It’s hard to find any government program that helps both the physical and financial health of many Californians and also fattens the state’s own coffers. But a new study from UC Berkeley indicates that’s how parts of the federal Patient Protection and Affordable Care Act may play out, in spite of all its vocal detractors.

The controversial law, shunned by governors and legislators in most of the 23 states where Republicans enjoy full control, already has seen more than 450,000 young adults in California gain insurance coverage and state residents on Medicare save upwards of $600 million on prescription drugs, compared to what they paid in 2009-10.

The really big benefits for California are yet to come, says the report, authored principally by policy analyst Laurel Lucia of Berkeley’s Center for Labor Research and Education. The study does not consider the law’s effects on businesses or on individuals who already have health insurance, nor does it include a $674 million federal grant awarded in mid-January to help set up the “Covered California” insurance exchange.

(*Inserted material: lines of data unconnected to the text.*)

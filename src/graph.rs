/*!

  Analyses over the `dag` module.

*/

use crate::dag::Dag;
#[cfg(feature = "graph")]
use petgraph::graph::DiGraph;
use std::collections::{HashMap, VecDeque};
use std::hash::Hash;

/// A common trait of analyses that can be performed on a graph.
/// An analysis becomes stale when the graph is modified.
pub trait Analysis<'a, E>
where
    Self: Sized + 'a,
    E: Eq + Hash + Clone,
{
    /// Construct the analysis for the current state of the graph.
    fn build(dag: &'a Dag<E>) -> Result<Self, String>;
}

/// A total order over the values in a graph that respects every edge:
/// a value is placed after everything it follows.
pub struct TopoOrder<'a, E> {
    // A reference to the underlying graph
    _dag: &'a Dag<E>,
    // The values in dependency order
    order: Vec<&'a E>,
    /// Maps a value to its position in the order
    position: HashMap<&'a E, usize>,
}

impl<'a, E> TopoOrder<'a, E>
where
    E: Eq + Hash + Clone,
{
    /// Returns an iterator over the values in dependency order.
    pub fn iter(&self) -> impl Iterator<Item = &'a E> {
        self.order.iter().copied()
    }

    /// Returns the position of `data` in the order, if it is in the graph.
    pub fn position(&self, data: &E) -> Option<usize> {
        self.position.get(data).copied()
    }
}

impl<'a, E> Analysis<'a, E> for TopoOrder<'a, E>
where
    E: Eq + Hash + Clone,
{
    fn build(dag: &'a Dag<E>) -> Result<Self, String> {
        let mut degree: HashMap<&E, usize> = dag
            .iter()
            .map(|data| (data, dag.predecessor_count(data)))
            .collect();

        let mut fringe: VecDeque<&E> = dag.iter().filter(|data| degree[data] == 0).collect();

        let mut order = Vec::with_capacity(dag.len());
        while let Some(data) = fringe.pop_front() {
            order.push(data);
            for succ in dag.successors(data) {
                let left = degree
                    .get_mut(succ)
                    .ok_or("Edge target missing from the graph".to_string())?;
                *left -= 1;
                if *left == 0 {
                    fringe.push_back(succ);
                }
            }
        }

        if order.len() != dag.len() {
            return Err("Cycle detected in the graph".to_string());
        }

        let position = order
            .iter()
            .enumerate()
            .map(|(i, &data)| (data, i))
            .collect();

        Ok(TopoOrder {
            _dag: dag,
            order,
            position,
        })
    }
}

/// The layering analysis of a graph: each value is assigned the length of
/// the longest chain of edges leading to it, so roots sit at depth zero and
/// every value sits below everything it follows.
pub struct DepthTable<'a, E> {
    // A reference to the underlying graph
    _dag: &'a Dag<E>,
    // Maps a value to its layer
    depth: HashMap<&'a E, usize>,
    /// The maximum depth of the graph
    max_depth: usize,
}

impl<E> DepthTable<'_, E>
where
    E: Eq + Hash + Clone,
{
    /// Returns the layer of a value in the graph.
    pub fn get_depth(&self, data: &E) -> Option<usize> {
        self.depth.get(data).copied()
    }

    /// Returns the maximum layer of the graph.
    pub fn get_max_depth(&self) -> usize {
        self.max_depth
    }
}

impl<'a, E> Analysis<'a, E> for DepthTable<'a, E>
where
    E: Eq + Hash + Clone,
{
    fn build(dag: &'a Dag<E>) -> Result<Self, String> {
        let topo = TopoOrder::build(dag)?;

        let mut depth: HashMap<&E, usize> = dag.iter().map(|data| (data, 0)).collect();
        for data in topo.iter() {
            let below = depth[data] + 1;
            for succ in dag.successors(data) {
                let entry = depth
                    .get_mut(succ)
                    .ok_or("Edge target missing from the graph".to_string())?;
                if *entry < below {
                    *entry = below;
                }
            }
        }

        let max_depth = depth.values().max().copied().unwrap_or(0);

        Ok(DepthTable {
            _dag: dag,
            depth,
            max_depth,
        })
    }
}

/// Returns a petgraph representation of the graph as a [DiGraph] over the
/// stored values.
#[cfg(feature = "graph")]
pub struct DagGraph<'a, E> {
    _dag: &'a Dag<E>,
    graph: DiGraph<E, ()>,
}

#[cfg(feature = "graph")]
impl<E> DagGraph<'_, E>
where
    E: Eq + Hash + Clone,
{
    /// Return a reference to the graph constructed by this analysis
    pub fn get_graph(&self) -> &DiGraph<E, ()> {
        &self.graph
    }
}

#[cfg(feature = "graph")]
impl<'a, E> Analysis<'a, E> for DagGraph<'a, E>
where
    E: Eq + Hash + Clone,
{
    fn build(dag: &'a Dag<E>) -> Result<Self, String> {
        // If we verify, we can hash by value
        dag.verify()?;
        let mut mapping = HashMap::new();
        let mut graph = DiGraph::new();

        for data in dag.iter() {
            let id = graph.add_node(data.clone());
            mapping.insert(data, id);
        }

        for data in dag.iter() {
            for succ in dag.successors(data) {
                graph.add_edge(mapping[data], mapping[succ], ());
            }
        }

        Ok(Self { _dag: dag, graph })
    }
}

#[cfg(test)]
mod tests {
    use super::*;
    use crate::dag;

    /// The built-in library stack of a small circuit project
    fn library_deps() -> Dag<&'static str> {
        dag! {
            "gates" => "plexers",
            "gates" => "arithmetic",
            "plexers" => "memory",
            "arithmetic" => "memory",
        }
    }

    #[test]
    fn topo_order_respects_edges() {
        let deps = library_deps();
        let topo = TopoOrder::build(&deps);
        assert!(topo.is_ok());
        let topo = topo.unwrap();

        assert_eq!(topo.iter().count(), 4);
        for lib in deps.iter() {
            for succ in deps.successors(lib) {
                assert!(
                    topo.position(lib).unwrap() < topo.position(succ).unwrap(),
                    "{lib} must be placed before {succ}"
                );
            }
        }
        assert_eq!(topo.position(&"gates"), Some(0));
        assert_eq!(topo.position(&"missing"), None);
    }

    #[test]
    fn depth_table_layers_the_diamond() {
        let deps = library_deps();
        let depths = DepthTable::build(&deps).unwrap();
        assert_eq!(depths.get_depth(&"gates"), Some(0));
        assert_eq!(depths.get_depth(&"plexers"), Some(1));
        assert_eq!(depths.get_depth(&"arithmetic"), Some(1));
        assert_eq!(depths.get_depth(&"memory"), Some(2));
        assert_eq!(depths.get_max_depth(), 2);
        assert_eq!(depths.get_depth(&"missing"), None);
    }

    #[test]
    fn empty_graph_analyses() {
        let deps: Dag<&str> = Dag::new();
        let topo = TopoOrder::build(&deps).unwrap();
        assert_eq!(topo.iter().count(), 0);
        let depths = DepthTable::build(&deps).unwrap();
        assert_eq!(depths.get_max_depth(), 0);
    }
}
use sort_circuit::dag::Dag;

fn main() {
    let mut deps = Dag::new();

    // The plexer and arithmetic libraries build on the base gates
    assert!(deps.add_edge("gates", "plexers"));
    assert!(deps.add_edge("gates", "arithmetic"));

    // Memory needs both of them
    assert!(deps.add_edge("plexers", "memory"));
    assert!(deps.add_edge("arithmetic", "memory"));

    // Loading gates after memory would be circular, so it is refused
    assert!(!deps.add_edge("memory", "gates"));
    assert!(!deps.can_follow(&"gates", &"memory"));

    // Print the graph
    println!("{deps}");
}
use sort_circuit::bounds::Bounds;
use sort_circuit::dag;
use sort_circuit::graph::{Analysis, DepthTable};

const ROW_HEIGHT: i32 = 40;
const COL_WIDTH: i32 = 90;
const BOX_WIDTH: i32 = 70;
const BOX_HEIGHT: i32 = 30;

fn main() {
    // Library load order for a small circuit project
    let deps = dag! {
        "gates" => "plexers",
        "gates" => "arithmetic",
        "plexers" => "memory",
        "arithmetic" => "memory",
        "memory" => "cpu",
    };

    // Each library sits one row below the deepest library it builds on
    let depths = DepthTable::build(&deps).unwrap();

    let mut columns = vec![0; depths.get_max_depth() + 1];
    let mut canvas = Bounds::EMPTY;
    for lib in deps.iter() {
        let row = depths.get_depth(lib).unwrap();
        let col = columns[row];
        columns[row] += 1;

        let bounds = Bounds::create(col * COL_WIDTH, row as i32 * ROW_HEIGHT, BOX_WIDTH, BOX_HEIGHT);
        canvas = canvas.add_bounds(bounds);
        println!("{lib}: row {row} at {bounds}");
    }

    println!("canvas: {}", canvas.expand(10));
}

“The state has the chance to improve the health of its residents by greatly expanding health care coverage at a relatively minimal cost,” Lucia said. “This expansion would also translate into much-needed new jobs for many Californians.”

If forecasts in the Berkeley study (http://laborcenter.berkeley.edu/healthcare/medi-cal_expansion.shtml) prove correct, it will also provide a yet-unknown cash boost for hospitals and trauma care centers that have long had to eat at least some costs of “safety-net” coverage for the poor.

That’s because at least 750,000 low-income Californians under the age of 65 who lacked health insurance before the Affordable Care Act passed, but were able to get no-cost (to them) emergency treatment, are expected to have enrolled in Medi-Cal by 2019, solely because of the law’s expansion of Medicaid eligibility. About 500,000 have already signed onto county low-income health programs over the past two years, almost all of them likely to switch to Medi-Cal by the end of 2014.

As many as 1 million more low-income Californians are newly eligible but not yet signed up for Medi-Cal, the state’s variant of Medicaid. Not all will enroll even though the federal government will pay all their medical costs in 2014-16 and 90 percent after that.

Those who do get insured will cost the state less than $75 million, below even the amount of state tax revenue likely to be created by the 100,000 new health care jobs the Berkeley researchers estimate the new health insurance system will spawn.

Meanwhile, 85 percent of whatever it costs to inform and sign up new Medi-Cal patients will be paid by the federal government. The 15 percent state contribution may be less than what it now pays for emergency care to the uninsured.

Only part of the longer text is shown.